▶ **Exercise**: Looking at the data below, state how many lines contain "reason". No other words are wanted.

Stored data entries
-- -- --

// src/schema.rs
//! Versioned envelope for persisted collections, plus upgrades from older shapes.
//!
//! Version 0 is the unversioned layout: a bare JSON array (or object for settings)
//! whose exercises and records carry flat `reps`/`sets`/`duration` style fields.
//! Version 1 wraps the data as `{"version": 1, "data": ...}` and stores targets as a
//! tagged `target` object.

use serde::Serialize;
use serde_json::{json, Map, Value};
use tracing::info;

use crate::storage::{Collection, StorageError};

pub const CURRENT_VERSION: u32 = 1;

#[derive(Serialize)]
pub struct Envelope<'a, T: ?Sized> {
    pub version: u32,
    pub data: &'a T,
}

impl<'a, T: ?Sized> Envelope<'a, T> {
    pub const fn current(data: &'a T) -> Self {
        Self {
            version: CURRENT_VERSION,
            data,
        }
    }
}

/// Splits a stored document into `(version, data)`.
fn unwrap_envelope(collection: Collection, value: Value) -> Result<(u32, Value), StorageError> {
    match value {
        Value::Object(mut map) if map.contains_key("version") && map.contains_key("data") => {
            let version = map
                .get("version")
                .and_then(Value::as_u64)
                .and_then(|v| u32::try_from(v).ok())
                .ok_or_else(|| StorageError::Malformed {
                    collection,
                    reason: "schema version is not a non-negative integer".to_string(),
                })?;
            let data = map.remove("data").unwrap_or(Value::Null);
            Ok((version, data))
        }
        other => Ok((0, other)),
    }
}

/// Brings a stored document up to `CURRENT_VERSION` and returns its payload.
/// # Errors
/// `UnsupportedVersion` for documents written by a newer build, `Malformed` if an
/// upgrade step meets an unexpected shape.
pub fn upgrade(collection: Collection, value: Value) -> Result<Value, StorageError> {
    let (mut version, mut data) = unwrap_envelope(collection, value)?;
    if version > CURRENT_VERSION {
        return Err(StorageError::UnsupportedVersion {
            collection,
            found: version,
            supported: CURRENT_VERSION,
        });
    }
    while version < CURRENT_VERSION {
        info!(%collection, from = version, to = version + 1, "Migrating stored collection");
        data = match version {
            0 => v0_to_v1(collection, data)?,
            _ => unreachable!("no migration registered for version {version}"),
        };
        version += 1;
    }
    Ok(data)
}

fn v0_to_v1(collection: Collection, data: Value) -> Result<Value, StorageError> {
    match collection {
        Collection::UserSettings => Ok(data),
        Collection::UserExercises => map_items(collection, data, exercise_v0_to_v1),
        Collection::WorkoutRecords => map_items(collection, data, record_v0_to_v1),
    }
}

fn map_items(
    collection: Collection,
    data: Value,
    step: fn(&mut Map<String, Value>),
) -> Result<Value, StorageError> {
    let Value::Array(items) = data else {
        return Err(StorageError::Malformed {
            collection,
            reason: "expected an array".to_string(),
        });
    };
    items
        .into_iter()
        .map(|item| match item {
            Value::Object(mut obj) => {
                step(&mut obj);
                Ok(Value::Object(obj))
            }
            _ => Err(StorageError::Malformed {
                collection,
                reason: "expected an array of objects".to_string(),
            }),
        })
        .collect::<Result<Vec<_>, _>>()
        .map(Value::Array)
}

/// Reads a count, treating null, missing and non-numeric values as 0 (like `x || 0`).
fn count(obj: &Map<String, Value>, key: &str) -> u64 {
    obj.get(key).and_then(Value::as_u64).unwrap_or(0)
}

fn first_positive(obj: &Map<String, Value>, keys: &[&str]) -> u64 {
    keys.iter()
        .map(|k| count(obj, k))
        .find(|&v| v > 0)
        .unwrap_or(0)
}

fn target_json(reps: u64, sets: u64, seconds: u64) -> Value {
    if seconds > 0 {
        json!({ "mode": "duration", "seconds": seconds })
    } else {
        json!({ "mode": "reps", "reps": reps, "sets": sets })
    }
}

fn exercise_v0_to_v1(obj: &mut Map<String, Value>) {
    if !obj.contains_key("target") {
        let reps = first_positive(obj, &["reps", "defaultReps"]);
        let sets = first_positive(obj, &["sets", "defaultSets"]);
        let seconds = first_positive(obj, &["duration", "defaultDuration"]);
        obj.insert("target".to_string(), target_json(reps, sets, seconds));
    }
    for key in [
        "reps",
        "sets",
        "duration",
        "defaultReps",
        "defaultSets",
        "defaultDuration",
    ] {
        obj.remove(key);
    }
    obj.entry("type").or_insert_with(|| json!("custom"));
    obj.entry("category").or_insert_with(|| json!(crate::models::CUSTOM_CATEGORY));
}

fn record_v0_to_v1(obj: &mut Map<String, Value>) {
    if !obj.contains_key("target") {
        let target = target_json(
            count(obj, "reps"),
            count(obj, "sets"),
            count(obj, "targetDuration"),
        );
        obj.insert("target".to_string(), target);
    }
    for key in ["reps", "sets", "targetDuration"] {
        obj.remove(key);
    }
    // Actual elapsed time stays under `duration`.
    if !obj.get("duration").is_some_and(Value::is_u64) {
        obj.insert("duration".to_string(), json!(0));
    }
    if obj.get("notes").map_or(true, Value::is_null) {
        obj.insert("notes".to_string(), json!(""));
    }
}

-- -- --

▶ **Written response**: 3